The House of the Dragon bosses are promising the second season will deliver more of the thrills and spills familiar to the millions of Thrones fans tuning in, along with more humour along the lines of the original series. 

Dragon showrunner Ryan Condal told The Times in London that producers deliberately slowed down the narrative for the first season, to ensure viewers were invested in the new characters. 

He explained: “We will get to the spectacle,” he insists. “But you have to understand these people’s complexities before they’re thrown into war.

“Series two will hit the rhythms people came to expect from the middle run of Game of Thrones, but it will have been earned, and viewers will feel the tragedies because we put the work in.”

Also noticeable in the first season, which finishes tonight in the US on HBO, has been the toned-down presentation of sexual violence that was such an integral part of Thrones, with assaults in the narrative taking place off-screen. 

Condal told The Times: “While there are uncomfortable scenes in the show, we tried to stay away from anything that felt superfluous in the telling of the story.

“So when the rape [by Prince Aegon of a servant girl] happened in episode eight, it haunts viewers because they see what it does to the young woman instead of seeing the event itself. It is the story we are telling — we can imagine what it looked like. We have seen it on TV before. You don’t need to see the act itself.”
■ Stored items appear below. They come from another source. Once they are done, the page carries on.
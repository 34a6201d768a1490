//! Worker pool for task execution
//!
//! Each registration gets a fixed number of workers sharing the receiving
//! end of the task channel. A worker handles one task at a time and survives
//! handler errors and panics.

use std::any::Any;
use std::backtrace::Backtrace;
use std::cell::RefCell;
use std::future::Future;
use std::panic::AssertUnwindSafe;
use std::pin::Pin;
use std::sync::{Arc, Once};

use camunda_client::{ExternalTaskService, LockedExternalTask};
use futures::FutureExt;
use tokio::sync::{mpsc, Mutex};
use tokio_util::task::TaskTracker;
use tracing::{debug, info, instrument};

use crate::context::{BpmnError, TaskContext, TaskFailure};
use crate::error::{ErrorLogger, ProcessorError};

/// Boxed future returned by a handler
pub type HandlerFuture = Pin<Box<dyn Future<Output = anyhow::Result<()>> + Send>>;

/// Task handler function type
pub type TaskHandler = Arc<dyn Fn(TaskContext) -> HandlerFuture + Send + Sync>;

/// Shared receiving end of the task channel
pub(crate) type TaskReceiver = Arc<Mutex<mpsc::Receiver<LockedExternalTask>>>;

/// Result of running a handler behind the fault boundary
#[derive(Debug)]
pub enum Invocation {
    /// The handler returned normally and reported its own outcome
    Ok,
    /// The handler returned an error
    BusinessError(anyhow::Error),
    /// The handler panicked
    Fault { message: String, backtrace: String },
}

thread_local! {
    /// Backtrace of the last panic on this thread, taken by [`invoke`]
    static PANIC_BACKTRACE: RefCell<Option<Backtrace>> = const { RefCell::new(None) };
}

static PANIC_HOOK: Once = Once::new();

/// Chain a panic hook that records the backtrace before unwinding starts
fn install_panic_hook() {
    PANIC_HOOK.call_once(|| {
        let previous = std::panic::take_hook();
        std::panic::set_hook(Box::new(move |info| {
            let backtrace = Backtrace::force_capture();
            PANIC_BACKTRACE.with(|cell| *cell.borrow_mut() = Some(backtrace));
            previous(info);
        }));
    });
}

/// Run a handler, turning panics into [`Invocation::Fault`]
///
/// The fault carries the backtrace of the panic site. Unwinding finishes
/// inside the same poll, so the hook and this function share a thread.
pub async fn invoke(handler: &TaskHandler, ctx: TaskContext) -> Invocation {
    install_panic_hook();

    // The handler call itself may panic before returning a future
    let result = AssertUnwindSafe(async move { handler(ctx).await })
        .catch_unwind()
        .await;

    match result {
        Ok(Ok(())) => Invocation::Ok,
        Ok(Err(err)) => Invocation::BusinessError(err),
        Err(payload) => {
            let backtrace = PANIC_BACKTRACE
                .with(|cell| cell.borrow_mut().take())
                .unwrap_or_else(Backtrace::force_capture);
            Invocation::Fault {
                message: panic_message(payload.as_ref()),
                backtrace: backtrace.to_string(),
            }
        }
    }
}

fn panic_message(payload: &(dyn Any + Send)) -> String {
    if let Some(s) = payload.downcast_ref::<&str>() {
        s.to_string()
    } else if let Some(s) = payload.downcast_ref::<String>() {
        s.clone()
    } else {
        "unknown panic payload".to_string()
    }
}

/// Invoke the handler for one task and report errors it left unreported
///
/// An error or panic after the handler already completed, failed or raised
/// a BPMN error is logged but not reported again.
#[instrument(skip_all, fields(task_id = %ctx.task_id(), topic = %ctx.topic_name()))]
pub(crate) async fn handle_task(handler: &TaskHandler, ctx: TaskContext, error_logger: &ErrorLogger) {
    let task_id = ctx.task_id().to_string();

    let invocation = invoke(handler, ctx.clone()).await;
    let reported = ctx.outcome().is_some_and(|outcome| outcome.is_terminal());

    match invocation {
        Invocation::Ok => {
            debug!("Handler finished");
        }
        Invocation::BusinessError(err) if reported => {
            error_logger(&ProcessorError::Task {
                task_id,
                message: err.to_string(),
            });
        }
        Invocation::BusinessError(err) => match err.downcast::<BpmnError>() {
            Ok(bpmn) => {
                info!(code = %bpmn.code, "Handler raised BPMN error");
                if let Err(source) = ctx.handle_bpmn_error(bpmn).await {
                    error_logger(&ProcessorError::Report {
                        task_id,
                        operation: "bpmn error",
                        source,
                    });
                }
            }
            Err(err) => {
                let message = err.to_string();
                error_logger(&ProcessorError::Task {
                    task_id: task_id.clone(),
                    message: message.clone(),
                });
                if let Err(source) = ctx.handle_failure(TaskFailure::new(message)).await {
                    error_logger(&ProcessorError::Report {
                        task_id,
                        operation: "handle failure",
                        source,
                    });
                }
            }
        },
        Invocation::Fault { message, backtrace } => {
            let message = format!("fatal error in task: {message}");
            let details = format!("{message}\nStack trace: {backtrace}");
            error_logger(&ProcessorError::Fault {
                task_id: task_id.clone(),
                message: message.clone(),
                backtrace,
            });
            if reported {
                return;
            }
            let failure = TaskFailure::new(message).with_details(details);
            if let Err(source) = ctx.handle_failure(failure).await {
                error_logger(&ProcessorError::Report {
                    task_id,
                    operation: "handle failure",
                    source,
                });
            }
        }
    }
}

/// Spawn `size` workers (at least one) draining `receiver`
pub(crate) fn spawn_workers(
    tracker: &TaskTracker,
    size: usize,
    receiver: TaskReceiver,
    handler: TaskHandler,
    service: Arc<dyn ExternalTaskService>,
    error_logger: ErrorLogger,
) -> usize {
    let size = size.max(1);
    for index in 0..size {
        tracker.spawn(run_worker(
            index,
            receiver.clone(),
            handler.clone(),
            service.clone(),
            error_logger.clone(),
        ));
    }
    size
}

async fn run_worker(
    index: usize,
    receiver: TaskReceiver,
    handler: TaskHandler,
    service: Arc<dyn ExternalTaskService>,
    error_logger: ErrorLogger,
) {
    loop {
        // Lock only for the receive; other workers can take tasks while this one runs
        let task = receiver.lock().await.recv().await;
        let Some(task) = task else {
            break;
        };

        let ctx = TaskContext::new(task, service.clone());
        handle_task(&handler, ctx, &error_logger).await;
    }
    debug!(worker = index, "Worker stopped");
}

/// Wrap a closure returning any `Send` future as a [`TaskHandler`]
pub(crate) fn boxed_handler<F, Fut>(handler: F) -> TaskHandler
where
    F: Fn(TaskContext) -> Fut + Send + Sync + 'static,
    Fut: Future<Output = anyhow::Result<()>> + Send + 'static,
{
    Arc::new(move |ctx| Box::pin(handler(ctx)) as HandlerFuture)
}
//! # Camunda Processor
//!
//! A concurrent external task processor for a BPMN engine REST API.
//!
//! ## Features
//!
//! - **Handler registration**: one poller and a bounded worker pool per registration
//! - **Backpressure**: a capacity-1 channel between poller and workers
//! - **Linear backoff**: failed fetches back off 1s, 2s, ... up to 60s
//! - **Crash isolation**: handler panics are reported as task failures with a stack trace
//! - **Graceful shutdown**: buffered and in-flight tasks are finished before shutdown returns
//!
//! ## Architecture
//!
//! ```text
//! ┌─────────────────────────────────────────────────────────────┐
//! │                         Processor                            │
//! │  (options, worker id, shutdown token, task tracker)         │
//! └─────────────────────────────────────────────────────────────┘
//!                              │ add_handler
//!                              ▼
//! ┌─────────────────────────────────────────────────────────────┐
//! │               Poller ──► Task Channel ──► Workers            │
//! │  (fetchAndLock, backoff)           (TaskContext, handler)    │
//! └─────────────────────────────────────────────────────────────┘
//!                              │
//!                              ▼
//! ┌─────────────────────────────────────────────────────────────┐
//! │                   ExternalTaskService                        │
//! │  (engine REST client or in-memory engine)                   │
//! └─────────────────────────────────────────────────────────────┘
//! ```

pub mod context;
pub mod error;
pub mod options;
pub mod processor;
pub mod worker;

pub use context::{BpmnError, Outcome, TaskCompletion, TaskContext, TaskFailure};
pub use error::{tracing_error_logger, ConfigError, ErrorLogger, ProcessorError};
pub use options::ProcessorOptions;
pub use processor::{Processor, ProcessorBuilder};
pub use worker::{invoke, Invocation, LinearBackoff, TaskHandler};

/// Prelude for common imports
pub mod prelude {
    pub use crate::context::{BpmnError, Outcome, TaskCompletion, TaskContext, TaskFailure};
    pub use crate::error::{ConfigError, ProcessorError};
    pub use crate::options::ProcessorOptions;
    pub use crate::processor::Processor;
    pub use camunda_client::{FetchAndLockTopic, Variable, Variables};
}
Condal promises there will be more lighthearted moments too in the next season, when the writers will seek to introduce “natural pathways into moments of levity” in the drama. 

He acknowledged, though, they are working without the droll skills of Emmy winner Peter Dinklage, who played noble dwarf Tyrion Lannister to such striking effect in Thrones

Instead, he added, “I think Matt Smith is very funny. If there is one character that does not care, it is Daemon.”

The show has so far proved a success for HBO, pulling in a respectable average of 29m viewers in the US, figures considered triumphant in 2022 (although dwarfed by the figures of 40m+ for the original Thrones). 

This will come as good news for HBO, with a price-tag of $20million attached to each episode. Condal revealed his own relief at the reception, telling The Times

“It is a challenging series because we live in a world where people are torn between multiple screens and channels, and we are requiring you to pay attention through crazy timeline shifting and actor recasting. But it’s made an impact.”